Gather all lines with "TemplateManifest" from the records.

(Collected data entries)

# # #

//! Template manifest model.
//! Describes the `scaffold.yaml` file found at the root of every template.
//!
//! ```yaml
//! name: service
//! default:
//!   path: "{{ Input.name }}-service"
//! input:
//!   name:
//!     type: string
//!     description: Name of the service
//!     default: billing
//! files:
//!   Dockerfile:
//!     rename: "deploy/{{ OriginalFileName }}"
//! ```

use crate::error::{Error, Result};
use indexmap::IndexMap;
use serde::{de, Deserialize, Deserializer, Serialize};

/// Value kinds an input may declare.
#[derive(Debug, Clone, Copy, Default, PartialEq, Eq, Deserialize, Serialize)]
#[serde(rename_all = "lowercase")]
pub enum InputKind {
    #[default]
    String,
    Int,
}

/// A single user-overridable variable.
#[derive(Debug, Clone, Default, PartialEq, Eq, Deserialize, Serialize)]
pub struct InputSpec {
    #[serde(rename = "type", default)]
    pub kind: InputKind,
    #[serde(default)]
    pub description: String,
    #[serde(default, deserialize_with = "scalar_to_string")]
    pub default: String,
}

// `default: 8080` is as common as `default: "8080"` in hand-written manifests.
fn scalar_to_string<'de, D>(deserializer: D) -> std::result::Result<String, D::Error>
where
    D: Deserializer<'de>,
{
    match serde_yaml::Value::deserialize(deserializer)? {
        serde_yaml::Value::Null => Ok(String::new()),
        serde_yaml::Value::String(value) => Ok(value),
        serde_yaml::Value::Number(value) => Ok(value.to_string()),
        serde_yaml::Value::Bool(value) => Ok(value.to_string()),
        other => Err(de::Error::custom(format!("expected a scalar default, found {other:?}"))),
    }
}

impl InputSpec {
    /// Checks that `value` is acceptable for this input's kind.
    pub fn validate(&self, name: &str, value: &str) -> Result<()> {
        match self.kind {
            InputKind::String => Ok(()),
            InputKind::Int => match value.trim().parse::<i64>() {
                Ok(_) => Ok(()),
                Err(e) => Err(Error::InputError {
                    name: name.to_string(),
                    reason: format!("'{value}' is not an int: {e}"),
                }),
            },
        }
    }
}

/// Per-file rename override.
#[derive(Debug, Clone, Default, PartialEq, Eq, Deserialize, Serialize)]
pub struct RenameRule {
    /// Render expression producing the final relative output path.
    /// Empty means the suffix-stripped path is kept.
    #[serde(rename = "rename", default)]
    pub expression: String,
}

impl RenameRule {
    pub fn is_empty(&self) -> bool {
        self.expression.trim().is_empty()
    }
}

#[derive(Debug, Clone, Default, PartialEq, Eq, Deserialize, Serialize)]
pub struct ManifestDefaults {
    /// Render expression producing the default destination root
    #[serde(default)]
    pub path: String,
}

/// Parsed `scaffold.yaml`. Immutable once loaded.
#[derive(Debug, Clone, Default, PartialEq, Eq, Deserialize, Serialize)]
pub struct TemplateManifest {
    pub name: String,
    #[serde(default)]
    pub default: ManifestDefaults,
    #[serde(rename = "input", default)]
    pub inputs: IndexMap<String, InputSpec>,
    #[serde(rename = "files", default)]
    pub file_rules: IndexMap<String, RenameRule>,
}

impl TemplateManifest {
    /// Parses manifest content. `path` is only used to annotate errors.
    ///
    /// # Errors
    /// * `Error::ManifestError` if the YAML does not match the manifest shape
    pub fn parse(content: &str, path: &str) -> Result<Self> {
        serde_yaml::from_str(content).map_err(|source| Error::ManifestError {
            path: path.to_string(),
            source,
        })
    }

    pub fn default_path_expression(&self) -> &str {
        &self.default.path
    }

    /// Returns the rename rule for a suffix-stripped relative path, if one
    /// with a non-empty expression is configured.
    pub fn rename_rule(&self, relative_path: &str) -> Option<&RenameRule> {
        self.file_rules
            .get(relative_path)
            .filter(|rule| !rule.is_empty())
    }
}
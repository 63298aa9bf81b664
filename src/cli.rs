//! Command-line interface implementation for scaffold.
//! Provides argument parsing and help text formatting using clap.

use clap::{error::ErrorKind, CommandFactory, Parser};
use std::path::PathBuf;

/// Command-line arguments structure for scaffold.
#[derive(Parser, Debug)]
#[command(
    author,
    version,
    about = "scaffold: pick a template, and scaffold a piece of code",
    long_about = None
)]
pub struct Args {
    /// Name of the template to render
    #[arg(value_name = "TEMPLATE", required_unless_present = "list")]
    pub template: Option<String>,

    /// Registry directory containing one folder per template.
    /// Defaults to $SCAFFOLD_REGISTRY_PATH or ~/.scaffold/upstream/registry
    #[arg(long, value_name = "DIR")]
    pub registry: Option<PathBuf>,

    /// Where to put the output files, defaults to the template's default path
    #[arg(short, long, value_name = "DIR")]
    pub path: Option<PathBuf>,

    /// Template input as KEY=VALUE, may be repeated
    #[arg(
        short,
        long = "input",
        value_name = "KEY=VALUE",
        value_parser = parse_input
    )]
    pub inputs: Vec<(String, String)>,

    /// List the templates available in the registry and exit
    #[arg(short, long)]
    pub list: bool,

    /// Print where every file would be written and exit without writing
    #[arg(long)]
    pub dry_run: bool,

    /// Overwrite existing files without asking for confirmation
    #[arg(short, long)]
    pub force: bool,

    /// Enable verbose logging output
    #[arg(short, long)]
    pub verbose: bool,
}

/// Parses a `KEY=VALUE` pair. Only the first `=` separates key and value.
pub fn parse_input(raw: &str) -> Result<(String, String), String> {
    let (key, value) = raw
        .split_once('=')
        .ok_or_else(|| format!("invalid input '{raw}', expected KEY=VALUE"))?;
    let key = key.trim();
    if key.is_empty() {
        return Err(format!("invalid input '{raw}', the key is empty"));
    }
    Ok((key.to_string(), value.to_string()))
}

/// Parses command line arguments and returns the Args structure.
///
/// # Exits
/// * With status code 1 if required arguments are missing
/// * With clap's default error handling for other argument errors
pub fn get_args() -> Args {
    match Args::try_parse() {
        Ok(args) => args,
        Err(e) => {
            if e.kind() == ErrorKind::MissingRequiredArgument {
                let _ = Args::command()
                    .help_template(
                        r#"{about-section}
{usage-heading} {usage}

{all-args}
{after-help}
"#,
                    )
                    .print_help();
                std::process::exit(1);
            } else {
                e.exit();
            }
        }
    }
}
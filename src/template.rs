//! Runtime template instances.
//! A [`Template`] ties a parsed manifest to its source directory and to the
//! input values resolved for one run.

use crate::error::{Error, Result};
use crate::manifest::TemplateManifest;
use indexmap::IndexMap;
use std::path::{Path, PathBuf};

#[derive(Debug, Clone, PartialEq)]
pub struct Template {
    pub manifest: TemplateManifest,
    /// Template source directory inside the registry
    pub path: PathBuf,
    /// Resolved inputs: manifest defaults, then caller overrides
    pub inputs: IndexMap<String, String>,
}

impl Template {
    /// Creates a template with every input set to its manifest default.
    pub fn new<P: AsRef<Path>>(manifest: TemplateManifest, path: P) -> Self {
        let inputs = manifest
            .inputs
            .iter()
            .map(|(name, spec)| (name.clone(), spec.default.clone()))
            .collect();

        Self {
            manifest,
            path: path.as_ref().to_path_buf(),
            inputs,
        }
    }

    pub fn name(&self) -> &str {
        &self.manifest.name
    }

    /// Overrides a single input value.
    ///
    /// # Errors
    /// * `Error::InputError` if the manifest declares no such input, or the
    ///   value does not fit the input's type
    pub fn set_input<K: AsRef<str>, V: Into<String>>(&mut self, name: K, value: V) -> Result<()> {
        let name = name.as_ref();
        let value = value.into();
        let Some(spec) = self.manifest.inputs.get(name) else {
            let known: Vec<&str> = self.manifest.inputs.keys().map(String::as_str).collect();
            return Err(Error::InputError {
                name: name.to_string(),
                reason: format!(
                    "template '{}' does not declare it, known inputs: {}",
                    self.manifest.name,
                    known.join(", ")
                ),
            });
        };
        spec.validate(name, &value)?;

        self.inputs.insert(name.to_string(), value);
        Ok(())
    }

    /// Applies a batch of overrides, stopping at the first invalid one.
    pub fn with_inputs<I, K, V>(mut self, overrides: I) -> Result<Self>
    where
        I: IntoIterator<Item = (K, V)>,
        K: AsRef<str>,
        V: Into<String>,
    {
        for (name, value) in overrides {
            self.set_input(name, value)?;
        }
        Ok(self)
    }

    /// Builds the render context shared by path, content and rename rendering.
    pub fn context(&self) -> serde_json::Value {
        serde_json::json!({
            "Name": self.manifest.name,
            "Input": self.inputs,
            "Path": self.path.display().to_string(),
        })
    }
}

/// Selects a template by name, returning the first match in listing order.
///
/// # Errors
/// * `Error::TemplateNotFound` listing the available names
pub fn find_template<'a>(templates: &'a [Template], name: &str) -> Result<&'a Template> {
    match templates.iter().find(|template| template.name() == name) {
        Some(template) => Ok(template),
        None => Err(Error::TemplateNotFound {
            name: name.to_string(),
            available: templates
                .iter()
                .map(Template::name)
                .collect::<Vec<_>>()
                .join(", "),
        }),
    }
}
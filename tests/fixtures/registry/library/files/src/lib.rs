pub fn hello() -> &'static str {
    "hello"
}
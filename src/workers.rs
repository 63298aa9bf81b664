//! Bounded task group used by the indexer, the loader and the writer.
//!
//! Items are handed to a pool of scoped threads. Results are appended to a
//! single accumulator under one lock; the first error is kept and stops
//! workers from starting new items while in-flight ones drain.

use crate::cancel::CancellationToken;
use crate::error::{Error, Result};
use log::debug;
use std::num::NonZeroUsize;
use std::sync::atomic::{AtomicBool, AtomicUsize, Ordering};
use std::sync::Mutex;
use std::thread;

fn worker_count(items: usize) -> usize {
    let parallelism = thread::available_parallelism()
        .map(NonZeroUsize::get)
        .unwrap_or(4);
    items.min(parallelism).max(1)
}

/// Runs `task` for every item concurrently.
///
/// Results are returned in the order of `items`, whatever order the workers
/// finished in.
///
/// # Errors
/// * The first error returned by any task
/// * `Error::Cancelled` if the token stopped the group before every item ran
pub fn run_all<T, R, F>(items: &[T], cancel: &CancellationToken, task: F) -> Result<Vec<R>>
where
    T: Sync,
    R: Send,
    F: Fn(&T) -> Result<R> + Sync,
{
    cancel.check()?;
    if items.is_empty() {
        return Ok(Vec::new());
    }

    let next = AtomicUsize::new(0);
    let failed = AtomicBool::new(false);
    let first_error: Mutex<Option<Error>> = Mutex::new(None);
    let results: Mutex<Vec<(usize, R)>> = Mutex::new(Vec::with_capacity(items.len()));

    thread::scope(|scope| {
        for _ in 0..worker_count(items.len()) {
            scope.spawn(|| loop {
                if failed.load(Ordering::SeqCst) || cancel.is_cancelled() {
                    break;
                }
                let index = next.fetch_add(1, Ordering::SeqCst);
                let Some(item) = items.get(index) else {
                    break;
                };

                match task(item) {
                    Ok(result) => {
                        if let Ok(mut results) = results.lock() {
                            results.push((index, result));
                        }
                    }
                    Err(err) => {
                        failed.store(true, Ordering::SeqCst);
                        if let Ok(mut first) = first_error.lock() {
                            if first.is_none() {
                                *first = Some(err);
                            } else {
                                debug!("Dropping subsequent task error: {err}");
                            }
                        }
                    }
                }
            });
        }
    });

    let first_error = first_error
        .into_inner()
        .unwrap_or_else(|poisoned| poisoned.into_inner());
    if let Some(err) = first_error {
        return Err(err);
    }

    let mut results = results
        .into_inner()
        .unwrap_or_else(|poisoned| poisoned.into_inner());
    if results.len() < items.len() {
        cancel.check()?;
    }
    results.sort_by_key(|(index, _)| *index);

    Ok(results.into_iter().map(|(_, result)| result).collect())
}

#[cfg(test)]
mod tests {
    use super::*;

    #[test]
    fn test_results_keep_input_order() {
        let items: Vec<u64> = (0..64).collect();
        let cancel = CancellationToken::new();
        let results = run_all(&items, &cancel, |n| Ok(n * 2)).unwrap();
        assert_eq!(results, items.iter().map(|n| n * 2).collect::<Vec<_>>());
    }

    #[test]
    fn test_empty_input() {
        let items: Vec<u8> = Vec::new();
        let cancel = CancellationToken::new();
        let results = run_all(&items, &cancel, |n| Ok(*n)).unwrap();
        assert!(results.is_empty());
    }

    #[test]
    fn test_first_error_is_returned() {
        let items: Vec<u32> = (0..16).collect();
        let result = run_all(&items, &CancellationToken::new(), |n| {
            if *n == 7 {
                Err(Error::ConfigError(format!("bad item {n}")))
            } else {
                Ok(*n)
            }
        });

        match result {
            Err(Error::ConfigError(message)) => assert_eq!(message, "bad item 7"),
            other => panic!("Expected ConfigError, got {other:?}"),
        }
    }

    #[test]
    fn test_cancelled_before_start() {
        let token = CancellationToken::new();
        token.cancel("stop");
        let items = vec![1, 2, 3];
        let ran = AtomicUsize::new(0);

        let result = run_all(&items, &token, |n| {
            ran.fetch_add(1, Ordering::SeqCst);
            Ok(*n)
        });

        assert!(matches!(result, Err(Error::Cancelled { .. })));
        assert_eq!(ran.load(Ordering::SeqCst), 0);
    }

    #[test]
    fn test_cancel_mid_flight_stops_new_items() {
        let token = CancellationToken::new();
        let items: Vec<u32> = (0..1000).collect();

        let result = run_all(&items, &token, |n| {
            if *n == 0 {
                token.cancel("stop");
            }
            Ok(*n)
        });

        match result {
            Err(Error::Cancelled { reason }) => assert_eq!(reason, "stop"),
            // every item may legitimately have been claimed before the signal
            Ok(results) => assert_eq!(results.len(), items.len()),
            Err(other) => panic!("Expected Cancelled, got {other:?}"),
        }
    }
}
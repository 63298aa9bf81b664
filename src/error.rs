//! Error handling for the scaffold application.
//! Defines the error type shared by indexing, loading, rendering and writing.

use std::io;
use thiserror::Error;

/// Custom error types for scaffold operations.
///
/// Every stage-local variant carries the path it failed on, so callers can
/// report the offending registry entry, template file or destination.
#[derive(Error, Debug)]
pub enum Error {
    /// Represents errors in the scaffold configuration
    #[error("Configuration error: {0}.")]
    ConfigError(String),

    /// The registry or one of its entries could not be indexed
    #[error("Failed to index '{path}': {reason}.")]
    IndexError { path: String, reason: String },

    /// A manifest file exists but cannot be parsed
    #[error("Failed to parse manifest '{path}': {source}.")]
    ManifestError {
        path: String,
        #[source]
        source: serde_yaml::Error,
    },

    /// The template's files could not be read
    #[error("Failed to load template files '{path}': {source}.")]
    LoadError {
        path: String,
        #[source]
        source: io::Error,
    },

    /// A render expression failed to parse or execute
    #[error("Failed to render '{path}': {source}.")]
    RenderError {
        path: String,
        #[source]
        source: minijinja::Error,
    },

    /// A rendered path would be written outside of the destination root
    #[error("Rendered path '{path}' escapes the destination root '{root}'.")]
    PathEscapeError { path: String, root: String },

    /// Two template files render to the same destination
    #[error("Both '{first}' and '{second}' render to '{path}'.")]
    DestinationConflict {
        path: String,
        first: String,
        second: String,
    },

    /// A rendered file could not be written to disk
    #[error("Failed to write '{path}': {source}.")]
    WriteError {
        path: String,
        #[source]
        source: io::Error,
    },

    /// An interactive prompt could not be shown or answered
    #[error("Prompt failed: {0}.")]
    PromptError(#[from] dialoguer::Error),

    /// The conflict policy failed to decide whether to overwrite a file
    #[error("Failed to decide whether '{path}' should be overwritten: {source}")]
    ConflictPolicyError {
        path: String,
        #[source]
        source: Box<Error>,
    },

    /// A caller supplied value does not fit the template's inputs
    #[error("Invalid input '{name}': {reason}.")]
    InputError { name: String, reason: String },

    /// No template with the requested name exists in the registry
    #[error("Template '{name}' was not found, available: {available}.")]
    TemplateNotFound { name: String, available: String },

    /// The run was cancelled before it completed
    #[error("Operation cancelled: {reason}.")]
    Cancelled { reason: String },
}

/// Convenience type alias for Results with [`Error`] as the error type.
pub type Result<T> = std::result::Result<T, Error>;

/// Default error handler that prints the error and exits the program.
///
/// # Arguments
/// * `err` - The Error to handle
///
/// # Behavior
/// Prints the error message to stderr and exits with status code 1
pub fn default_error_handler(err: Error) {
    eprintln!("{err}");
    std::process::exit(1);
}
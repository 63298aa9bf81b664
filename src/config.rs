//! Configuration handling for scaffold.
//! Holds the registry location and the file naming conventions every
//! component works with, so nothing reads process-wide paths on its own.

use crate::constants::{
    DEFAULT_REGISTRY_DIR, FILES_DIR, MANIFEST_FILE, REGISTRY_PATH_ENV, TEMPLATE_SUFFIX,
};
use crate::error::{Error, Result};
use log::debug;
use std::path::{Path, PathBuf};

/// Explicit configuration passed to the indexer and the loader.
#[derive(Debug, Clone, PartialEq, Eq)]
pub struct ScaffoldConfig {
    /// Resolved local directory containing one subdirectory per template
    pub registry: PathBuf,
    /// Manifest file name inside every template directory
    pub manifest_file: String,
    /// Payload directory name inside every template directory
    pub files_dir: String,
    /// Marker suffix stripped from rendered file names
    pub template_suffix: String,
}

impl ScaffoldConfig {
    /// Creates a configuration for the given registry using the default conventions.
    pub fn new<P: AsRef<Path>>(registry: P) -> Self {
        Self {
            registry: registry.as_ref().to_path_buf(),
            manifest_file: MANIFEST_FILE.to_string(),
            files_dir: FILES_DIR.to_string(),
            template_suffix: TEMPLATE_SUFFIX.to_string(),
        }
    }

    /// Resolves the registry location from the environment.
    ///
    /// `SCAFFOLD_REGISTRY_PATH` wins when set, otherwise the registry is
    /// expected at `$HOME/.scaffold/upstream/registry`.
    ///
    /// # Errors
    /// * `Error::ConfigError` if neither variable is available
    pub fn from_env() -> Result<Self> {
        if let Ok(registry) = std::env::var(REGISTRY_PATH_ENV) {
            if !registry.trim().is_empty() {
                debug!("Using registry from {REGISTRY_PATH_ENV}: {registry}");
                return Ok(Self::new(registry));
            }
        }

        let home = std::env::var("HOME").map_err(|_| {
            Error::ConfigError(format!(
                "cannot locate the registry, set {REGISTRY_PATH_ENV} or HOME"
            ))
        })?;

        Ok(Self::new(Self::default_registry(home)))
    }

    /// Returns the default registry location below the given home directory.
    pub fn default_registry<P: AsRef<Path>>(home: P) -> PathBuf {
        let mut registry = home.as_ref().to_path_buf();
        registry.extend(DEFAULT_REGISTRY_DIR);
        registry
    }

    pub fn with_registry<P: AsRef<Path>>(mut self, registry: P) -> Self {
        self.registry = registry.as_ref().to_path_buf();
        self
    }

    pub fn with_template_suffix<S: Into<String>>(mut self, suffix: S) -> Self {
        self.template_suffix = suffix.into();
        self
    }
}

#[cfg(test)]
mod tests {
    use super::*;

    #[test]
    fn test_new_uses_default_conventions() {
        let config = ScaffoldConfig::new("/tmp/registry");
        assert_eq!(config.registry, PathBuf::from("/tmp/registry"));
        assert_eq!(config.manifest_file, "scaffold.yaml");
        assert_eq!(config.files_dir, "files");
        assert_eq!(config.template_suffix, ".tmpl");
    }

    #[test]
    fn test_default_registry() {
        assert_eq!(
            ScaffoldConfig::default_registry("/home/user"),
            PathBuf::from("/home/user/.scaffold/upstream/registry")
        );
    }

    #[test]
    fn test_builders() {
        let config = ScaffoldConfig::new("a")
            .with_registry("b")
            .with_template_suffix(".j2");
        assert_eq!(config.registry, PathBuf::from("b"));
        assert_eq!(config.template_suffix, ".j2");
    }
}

# # #

Output of the task:
pub struct TemplateManifest {
impl TemplateManifest {
use crate::manifest::TemplateManifest;
    pub manifest: TemplateManifest,
    pub fn new<P: AsRef<Path>>(manifest: TemplateManifest, path: P) -> Self {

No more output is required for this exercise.